En segundo lugar dile al Señor: te necesito. Expresarle a Dios la necesidad que tenemos de Él nos hace capaces de recibir su ayuda. “No necesitan médico los que están fuertes sino los que están mal.” Mt. 9, 12. En este momento puedes decirle que lo necesitas porque estás enfermo, porque has pecado, porque no puedes ser santo por tus propias fuerzas. Dile que necesitas de Él. Dios quiere sanar tu corazón, te quiere perdonar, te quiere llenar de su gracia.
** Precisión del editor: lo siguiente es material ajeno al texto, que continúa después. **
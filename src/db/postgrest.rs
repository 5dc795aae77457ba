use async_trait::async_trait;
use reqwest::{header, Method, RequestBuilder, Response, StatusCode};
use serde_json::Value;
use std::time::Duration;
use tracing::{debug, instrument, warn};

use super::query::{Filter, Query};
use super::{Database, Rows};
use crate::config::DatabaseConfig;
use crate::error::{AppError, Result};

const DEFAULT_TIMEOUT_SECS: u64 = 15;

/// PostgREST client for a Supabase project (`{url}/rest/v1/{table}`).
#[derive(Clone)]
pub struct SupabaseClient {
    client: reqwest::Client,
    base_url: String,
    api_key: String,
}

impl SupabaseClient {
    pub fn new(base_url: &str, api_key: &str, timeout: Duration) -> Result<Self> {
        let client = reqwest::Client::builder().timeout(timeout).build()?;
        Ok(Self {
            client,
            base_url: base_url.trim_end_matches('/').to_string(),
            api_key: api_key.to_string(),
        })
    }

    pub fn from_config(config: &DatabaseConfig) -> Result<Self> {
        let url = config
            .supabase_url
            .as_deref()
            .ok_or_else(|| AppError::Config("SUPABASE_URL is not set".to_string()))?;
        let key = config
            .supabase_key
            .as_deref()
            .ok_or_else(|| AppError::Config("SUPABASE_SERVICE_KEY is not set".to_string()))?;
        let timeout = Duration::from_secs(config.timeout_seconds.unwrap_or(DEFAULT_TIMEOUT_SECS));
        Self::new(url, key, timeout)
    }

    pub fn base_url(&self) -> &str {
        &self.base_url
    }

    fn request(&self, method: Method, table: &str) -> RequestBuilder {
        let endpoint = format!("{}/rest/v1/{}", self.base_url, table);
        self.client
            .request(method, endpoint)
            .header("apikey", &self.api_key)
            .header(header::AUTHORIZATION, format!("Bearer {}", self.api_key))
    }

    async fn rows(response: Response) -> Result<Vec<Value>> {
        let response = check_status(response).await?;
        let text = response.text().await?;
        if text.trim().is_empty() {
            return Ok(Vec::new());
        }
        match serde_json::from_str::<Value>(&text)? {
            Value::Array(rows) => Ok(rows),
            Value::Null => Ok(Vec::new()),
            other => Ok(vec![other]),
        }
    }
}

async fn check_status(response: Response) -> Result<Response> {
    let status = response.status();
    if status.is_success() {
        return Ok(response);
    }
    let body = response.text().await.unwrap_or_default();
    let message = serde_json::from_str::<Value>(&body)
        .ok()
        .and_then(|v| v.get("message").and_then(Value::as_str).map(str::to_string))
        .unwrap_or(body);
    warn!(%status, %message, "PostgREST request failed");
    Err(match status {
        StatusCode::NOT_FOUND => AppError::NotFound(message),
        StatusCode::CONFLICT => AppError::Conflict(message),
        _ => AppError::Database(format!("{status}: {message}")),
    })
}

/// Text form of a filter value as PostgREST expects it after the operator.
fn literal(value: &Value) -> String {
    match value {
        Value::String(s) => s.clone(),
        Value::Null => "null".to_string(),
        other => other.to_string(),
    }
}

/// Double-quoted PostgREST literal with `\` and `"` escaped.
fn quoted(text: &str) -> String {
    format!("\"{}\"", text.replace('\\', "\\\\").replace('"', "\\\""))
}

/// Items inside `in.(...)`, `cs.{...}` and `ov.{...}` lists; reserved characters force quoting.
fn list_item(value: &Value) -> String {
    let text = literal(value);
    if text.contains([',', '(', ')', '{', '}', '"', '\\', ' ']) {
        quoted(&text)
    } else {
        text
    }
}

fn join_list(values: &[Value]) -> String {
    values.iter().map(list_item).collect::<Vec<_>>().join(",")
}

/// `op.value` for one filter, without the column.
fn operator(filter: &Filter) -> Option<(String, String)> {
    let pair = match filter {
        Filter::Eq(c, v) => (c.clone(), format!("eq.{}", literal(v))),
        Filter::Neq(c, v) => (c.clone(), format!("neq.{}", literal(v))),
        Filter::Gt(c, v) => (c.clone(), format!("gt.{}", literal(v))),
        Filter::Gte(c, v) => (c.clone(), format!("gte.{}", literal(v))),
        Filter::Lt(c, v) => (c.clone(), format!("lt.{}", literal(v))),
        Filter::Lte(c, v) => (c.clone(), format!("lte.{}", literal(v))),
        Filter::ILike(c, p) => (c.clone(), format!("ilike.{}", p.replace('%', "*"))),
        Filter::IsNull(c) => (c.clone(), "is.null".to_string()),
        Filter::NotNull(c) => (c.clone(), "not.is.null".to_string()),
        Filter::In(c, vs) => (c.clone(), format!("in.({})", join_list(vs))),
        Filter::Contains(c, vs) => (c.clone(), format!("cs.{{{}}}", join_list(vs))),
        Filter::Overlaps(c, vs) => (c.clone(), format!("ov.{{{}}}", join_list(vs))),
        Filter::Or(_) => return None,
    };
    Some(pair)
}

/// One `col.op.value` member of an `or=(...)` group. Scalar values are always
/// quoted so commas and parentheses in user input stay inside the condition.
fn or_condition(filter: &Filter) -> Option<String> {
    let scalar = |c: &str, op: &str, text: String| Some(format!("{c}.{op}.{}", quoted(&text)));
    match filter {
        Filter::Eq(c, v) => scalar(c, "eq", literal(v)),
        Filter::Neq(c, v) => scalar(c, "neq", literal(v)),
        Filter::Gt(c, v) => scalar(c, "gt", literal(v)),
        Filter::Gte(c, v) => scalar(c, "gte", literal(v)),
        Filter::Lt(c, v) => scalar(c, "lt", literal(v)),
        Filter::Lte(c, v) => scalar(c, "lte", literal(v)),
        Filter::ILike(c, p) => scalar(c, "ilike", p.replace('%', "*")),
        other => operator(other).map(|(col, op)| format!("{col}.{op}")),
    }
}

fn filter_params(filters: &[Filter]) -> Vec<(String, String)> {
    let mut params = Vec::new();
    for filter in filters {
        match filter {
            Filter::Or(branches) => {
                let inner: Vec<String> = branches.iter().filter_map(or_condition).collect();
                params.push(("or".to_string(), format!("({})", inner.join(","))));
            }
            other => {
                if let Some(pair) = operator(other) {
                    params.push(pair);
                }
            }
        }
    }
    params
}

/// Renders a query into PostgREST URL parameters.
pub fn query_params(query: &Query) -> Vec<(String, String)> {
    let mut select = if query.columns.is_empty() {
        vec!["*".to_string()]
    } else {
        query.columns.clone()
    };
    for embed in &query.embeds {
        let cols = if embed.columns.is_empty() {
            "*".to_string()
        } else {
            embed.columns.join(",")
        };
        select.push(format!("{}!{}({})", embed.table, embed.foreign_key, cols));
    }

    let mut params = vec![("select".to_string(), select.join(","))];
    params.extend(filter_params(&query.filters));

    if !query.order.is_empty() {
        let order = query
            .order
            .iter()
            .map(|o| format!("{}.{}", o.column, if o.descending { "desc" } else { "asc" }))
            .collect::<Vec<_>>()
            .join(",");
        params.push(("order".to_string(), order));
    }
    if let Some(offset) = query.offset.filter(|o| *o > 0) {
        params.push(("offset".to_string(), offset.to_string()));
    }
    if let Some(limit) = query.limit {
        params.push(("limit".to_string(), limit.to_string()));
    }
    params
}

/// Total from a `Content-Range` header such as `0-19/57` or `*/0`.
pub fn parse_content_range(value: &str) -> Option<usize> {
    value.rsplit('/').next()?.trim().parse().ok()
}

#[async_trait]
impl Database for SupabaseClient {
    #[instrument(skip(self, query), fields(table = %query.table))]
    async fn select(&self, query: &Query) -> Result<Rows> {
        let mut request = self.request(Method::GET, &query.table).query(&query_params(query));
        if query.count {
            request = request.header("Prefer", "count=exact");
        }
        let response = check_status(request.send().await?).await?;
        let count = response
            .headers()
            .get(header::CONTENT_RANGE)
            .and_then(|v| v.to_str().ok())
            .and_then(parse_content_range);
        let rows = Self::rows(response).await?;
        debug!(rows = rows.len(), ?count, "select finished");
        Ok(Rows {
            rows,
            count: if query.count { count } else { None },
        })
    }

    #[instrument(skip(self, rows))]
    async fn insert(&self, table: &str, rows: Vec<Value>) -> Result<Vec<Value>> {
        let response = self
            .request(Method::POST, table)
            .header("Prefer", "return=representation")
            .json(&rows)
            .send()
            .await?;
        Self::rows(response).await
    }

    #[instrument(skip(self, rows))]
    async fn upsert(&self, table: &str, rows: Vec<Value>, on_conflict: &[&str]) -> Result<Vec<Value>> {
        let response = self
            .request(Method::POST, table)
            .query(&[("on_conflict", on_conflict.join(","))])
            .header("Prefer", "resolution=merge-duplicates,return=representation")
            .json(&rows)
            .send()
            .await?;
        Self::rows(response).await
    }

    #[instrument(skip(self, query, patch), fields(table = %query.table))]
    async fn update(&self, query: &Query, patch: Value) -> Result<Vec<Value>> {
        if query.filters.is_empty() {
            return Err(AppError::Internal(format!(
                "unfiltered update on {} rejected",
                query.table
            )));
        }
        let response = self
            .request(Method::PATCH, &query.table)
            .query(&filter_params(&query.filters))
            .header("Prefer", "return=representation")
            .json(&patch)
            .send()
            .await?;
        Self::rows(response).await
    }

    #[instrument(skip(self, query), fields(table = %query.table))]
    async fn delete(&self, query: &Query) -> Result<Vec<Value>> {
        if query.filters.is_empty() {
            return Err(AppError::Internal(format!(
                "unfiltered delete on {} rejected",
                query.table
            )));
        }
        let response = self
            .request(Method::DELETE, &query.table)
            .query(&filter_params(&query.filters))
            .header("Prefer", "return=representation")
            .send()
            .await?;
        Self::rows(response).await
    }
}

#[cfg(test)]
mod tests {
    use super::*;
    use crate::db::query::Embed;
    use serde_json::json;

    fn param<'a>(params: &'a [(String, String)], key: &str) -> Vec<&'a str> {
        params
            .iter()
            .filter(|(k, _)| k == key)
            .map(|(_, v)| v.as_str())
            .collect()
    }

    #[test]
    fn renders_filters_order_and_range() {
        let query = Query::table("micro_logs")
            .eq("user_id", "u1")
            .gte("date", "2024-03-01")
            .order_desc("date")
            .order_desc("created_at")
            .range(20, 10);
        let params = query_params(&query);
        assert_eq!(param(&params, "select"), vec!["*"]);
        assert_eq!(param(&params, "user_id"), vec!["eq.u1"]);
        assert_eq!(param(&params, "date"), vec!["gte.2024-03-01"]);
        assert_eq!(param(&params, "order"), vec!["date.desc,created_at.desc"]);
        assert_eq!(param(&params, "offset"), vec!["20"]);
        assert_eq!(param(&params, "limit"), vec!["10"]);
    }

    #[test]
    fn renders_embeds_and_columns() {
        let query = Query::table("user_keywords")
            .select(&["id", "experience_count"])
            .embed(Embed::new("keywords", "keyword_id").columns(&["name", "category"]));
        let params = query_params(&query);
        assert_eq!(
            param(&params, "select"),
            vec!["id,experience_count,keywords!keyword_id(name,category)"]
        );
    }

    #[test]
    fn renders_list_operators() {
        let query = Query::table("activities")
            .in_list("category", ["공모전", "대외 활동"])
            .overlaps("fields", ["IT"])
            .contains("tags", ["a,b"])
            .ilike("title", "%해커톤%")
            .is_null("deleted_at")
            .eq("is_active", true);
        let params = query_params(&query);
        assert_eq!(param(&params, "category"), vec!["in.(공모전,\"대외 활동\")"]);
        assert_eq!(param(&params, "fields"), vec!["ov.{IT}"]);
        assert_eq!(param(&params, "tags"), vec!["cs.{\"a,b\"}"]);
        assert_eq!(param(&params, "title"), vec!["ilike.*해커톤*"]);
        assert_eq!(param(&params, "deleted_at"), vec!["is.null"]);
        assert_eq!(param(&params, "is_active"), vec!["eq.true"]);
    }

    #[test]
    fn renders_or_group() {
        let query = Query::table("logs").or(vec![
            Filter::ILike("title".into(), "%rust%".into()),
            Filter::ILike("content".into(), "%rust%".into()),
        ]);
        let params = query_params(&query);
        assert_eq!(param(&params, "or"), vec![r#"(title.ilike."*rust*",content.ilike."*rust*")"#]);
    }

    #[test]
    fn or_group_keeps_reserved_characters_inside_values() {
        let query = Query::table("reflection_templates").or(vec![
            Filter::ILike("name".into(), "%a,b(c)%".into()),
            Filter::Eq("description".into(), json!(r#"say "hi" \ bye"#)),
        ]);
        let params = query_params(&query);
        assert_eq!(
            param(&params, "or"),
            vec![r#"(name.ilike."*a,b(c)*",description.eq."say \"hi\" \\ bye")"#]
        );
    }

    #[test]
    fn zero_offset_is_omitted() {
        let params = query_params(&Query::table("logs").range(0, 5).eq("n", json!(3)));
        assert!(param(&params, "offset").is_empty());
        assert_eq!(param(&params, "n"), vec!["eq.3"]);
    }

    #[test]
    fn content_range_totals() {
        assert_eq!(parse_content_range("0-19/57"), Some(57));
        assert_eq!(parse_content_range("*/0"), Some(0));
        assert_eq!(parse_content_range("0-9/*"), None);
    }
}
En esta petición incluye a todos tus seres queridos, a los más necesitados, a los enfermos, a los sacerdotes, a todas aquellas personas por las que quisieras interceder. Cuando intercedes por los demás te conviertes en padre o madre espiritual. Pide al Señor por todos tus hijos. Repite con la fuerza de tu corazón pobre: “Señor te necesito y te necesitan todos mis hijos.”
En último lugar puedes decir: te amo. Al corazón de Dios le consuela escuchar que le amas. A Dios le agradan estas palabras dichas con todo el corazón. A veces, no nos sentimos dignos de decirle a Dios que lo amamos porque pensamos que no somos auténticos. Sabemos que el amor se expresa con los actos y con la vida. “Hijos míos, no amemos de palabra ni de boca, sino con obras y según la verdad.” 1Jn. 3, 18. Por eso, esperamos ser perfectos. Pasarás la vida esperando el momento para decirle que lo amas y se te acabará tu oportunidad, ya que nunca seremos perfectos. Dios sabe que tu corazón está herido por el pecado, sin embargo, el amor que brota de tu corazón herido le consuela (1Jn. 4, 10-17). Repite sin cansarte: “Te amo Señor”.